What to do
Repeat, line for line, the entries below from the first line to the line containing "use std::collections::HashMap;", counting both ends.

----- Source material -----

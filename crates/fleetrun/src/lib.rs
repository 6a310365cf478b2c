//! # fleetrun
//!
//! The server side of the RPC system: method tables with bound invokers, a
//! handler registry, and the dispatcher that turns request bytes into
//! invocations and response bytes.
//!
//! Also ships the plumbing that makes the workspace end-to-end runnable: a
//! framed duplex byte link, a correlating query link that implements
//! [`fleetrpc::Channel`] over it, a serving loop, and an in-process loopback
//! channel for tests.

pub mod direct;
pub mod dispatch;
pub mod invoke;
pub mod link;
pub mod registry;

pub use direct::DirectChannel;
pub use dispatch::DispatchError;
pub use dispatch::Dispatcher;
pub use invoke::Handler;
pub use invoke::HandlerBuilder;
pub use invoke::Invoker;
pub use invoke::MethodSpec;
pub use invoke::RegistryError;
pub use link::serve;
pub use link::ByteLink;
pub use link::DuplexLink;
pub use link::QueryLink;
pub use registry::HandlerRegistry;

#[cfg(test)]
mod tests;
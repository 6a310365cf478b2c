pub mod types;
pub mod buf;
pub mod desc;
pub mod value;
pub mod codec;

pub use types::Result;
pub use types::Error;

pub use buf::Buf;
pub use buf::Mark;

pub use desc::TypeDesc;
pub use value::Value;

pub use codec::ObjectCodec;
pub use codec::CompositeCodec;
use std::collections::HashMap;
use std::fs;
use std::path::{Path, PathBuf};

use anyhow::{Context, anyhow};
use tracing::{debug, info, trace, warn};

/// Flat key=value configuration with built-in defaults, an optional rc file,
/// and command-line overrides layered on top in that order.
#[derive(Debug, Clone)]
pub struct Config {
    map: HashMap<String, String>,
    pub loaded_file: Option<PathBuf>,
}

impl Config {
    #[tracing::instrument(skip(rc_override))]
    pub fn load(rc_override: Option<&Path>) -> anyhow::Result<Self> {
        let mut cfg = Config {
            map: HashMap::new(),
            loaded_file: None,
        };

        cfg.map
            .insert("data.location".to_string(), "~/.protodo".to_string());
        cfg.map.insert("color".to_string(), "on".to_string());

        if let Some(path) = resolve_rc_path(rc_override)? {
            info!(rc = %path.display(), "loading protodorc");
            cfg.load_file(&path)?;
        } else {
            warn!("no protodorc found; using defaults");
        }

        Ok(cfg)
    }

    #[tracing::instrument(skip(self, overrides))]
    pub fn apply_overrides<I>(&mut self, overrides: I)
    where
        I: IntoIterator<Item = (String, String)>,
    {
        for (k, v) in overrides {
            let key = k.strip_prefix("rc.").unwrap_or(&k).to_string();
            debug!(key = %key, value = %v, "applying override");
            self.map.insert(key, v);
        }
    }

    pub fn get(&self, key: &str) -> Option<String> {
        self.map.get(key).cloned()
    }

    pub fn get_bool(&self, key: &str) -> Option<bool> {
        self.map.get(key).map(|v| parse_bool(v))
    }

    #[tracing::instrument(skip(self))]
    fn load_file(&mut self, path: &Path) -> anyhow::Result<()> {
        let path = expand_tilde(path);
        let text = fs::read_to_string(&path)
            .with_context(|| format!("failed to read {}", path.display()))?;

        self.loaded_file = Some(path.clone());

        for (line_num, raw_line) in text.lines().enumerate() {
            let mut line = raw_line.trim();
            if line.is_empty() || line.starts_with('#') {
                continue;
            }

            if let Some((before, _)) = line.split_once('#') {
                line = before.trim();
            }
            if line.is_empty() {
                continue;
            }

            let (k, v) = line.split_once('=').ok_or_else(|| {
                anyhow!(
                    "invalid config line {}:{}: {}",
                    path.display(),
                    line_num + 1,
                    raw_line
                )
            })?;

            let key = k.trim().to_string();
            let value = v.trim().to_string();
            trace!(key = %key, value = %value, "loaded config key");
            self.map.insert(key, value);
        }

        Ok(())
    }
}

#[tracing::instrument(skip(cfg, override_dir))]
pub fn resolve_data_dir(cfg: &Config, override_dir: Option<&Path>) -> anyhow::Result<PathBuf> {
    let dir = if let Some(path) = override_dir {
        path.to_path_buf()
    } else if let Some(cfg_value) = cfg.get("data.location") {
        expand_tilde(Path::new(&cfg_value))
    } else {
        default_data_dir()?
    };

    if !dir.exists() {
        info!(dir = %dir.display(), "creating data directory");
        fs::create_dir_all(&dir)
            .with_context(|| format!("failed to create {}", dir.display()))?;
    }

    Ok(dir)
}

#[tracing::instrument(skip(override_path))]
fn resolve_rc_path(override_path: Option<&Path>) -> anyhow::Result<Option<PathBuf>> {
    if let Some(path) = override_path {
        return Ok(Some(path.to_path_buf()));
    }

    if let Ok(rc_env) = std::env::var("PROTODO_RC") {
        if rc_env == "/dev/null" {
            return Ok(None);
        }
        return Ok(Some(PathBuf::from(rc_env)));
    }

    let home = dirs::home_dir().ok_or_else(|| anyhow!("cannot determine home directory"))?;
    let candidate = home.join(".protodorc");
    if candidate.exists() {
        return Ok(Some(candidate));
    }

    Ok(None)
}

fn default_data_dir() -> anyhow::Result<PathBuf> {
    let home = dirs::home_dir().ok_or_else(|| anyhow!("cannot determine home directory"))?;
    Ok(home.join(".protodo"))
}

fn expand_tilde(path: &Path) -> PathBuf {
    let text = path.to_string_lossy();
    if let Some(rest) = text.strip_prefix("~/")
        && let Some(home) = dirs::home_dir()
    {
        return home.join(rest);
    }
    path.to_path_buf()
}

fn parse_bool(s: &str) -> bool {
    matches!(
        s.trim().to_ascii_lowercase().as_str(),
        "1" | "y" | "yes" | "on" | "true"
    )
}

-----

Expected answer
filename crates/fleetrun/src/lib.rs
repository 6a310365cf478b2c
//! # fleetrun
//!
//! The server side of the RPC system: method tables with bound invokers, a
//! handler registry, and the dispatcher that turns request bytes into
//! invocations and response bytes.
//!
//! Also ships the plumbing that makes the workspace end-to-end runnable: a
//! framed duplex byte link, a correlating query link that implements
//! [`fleetrpc::Channel`] over it, a serving loop, and an in-process loopback
//! channel for tests.

pub mod direct;
pub mod dispatch;
pub mod invoke;
pub mod link;
pub mod registry;

pub use direct::DirectChannel;
pub use dispatch::DispatchError;
pub use dispatch::Dispatcher;
pub use invoke::Handler;
pub use invoke::HandlerBuilder;
pub use invoke::Invoker;
pub use invoke::MethodSpec;
pub use invoke::RegistryError;
pub use link::serve;
pub use link::ByteLink;
pub use link::DuplexLink;
pub use link::QueryLink;
pub use registry::HandlerRegistry;

#[cfg(test)]
mod tests;
repository 6a310365cf478b2c
pub mod types;
pub mod buf;
pub mod desc;
pub mod value;
pub mod codec;

pub use types::Result;
pub use types::Error;

pub use buf::Buf;
pub use buf::Mark;

pub use desc::TypeDesc;
pub use value::Value;

pub use codec::ObjectCodec;
pub use codec::CompositeCodec;
use std::collections::HashMap;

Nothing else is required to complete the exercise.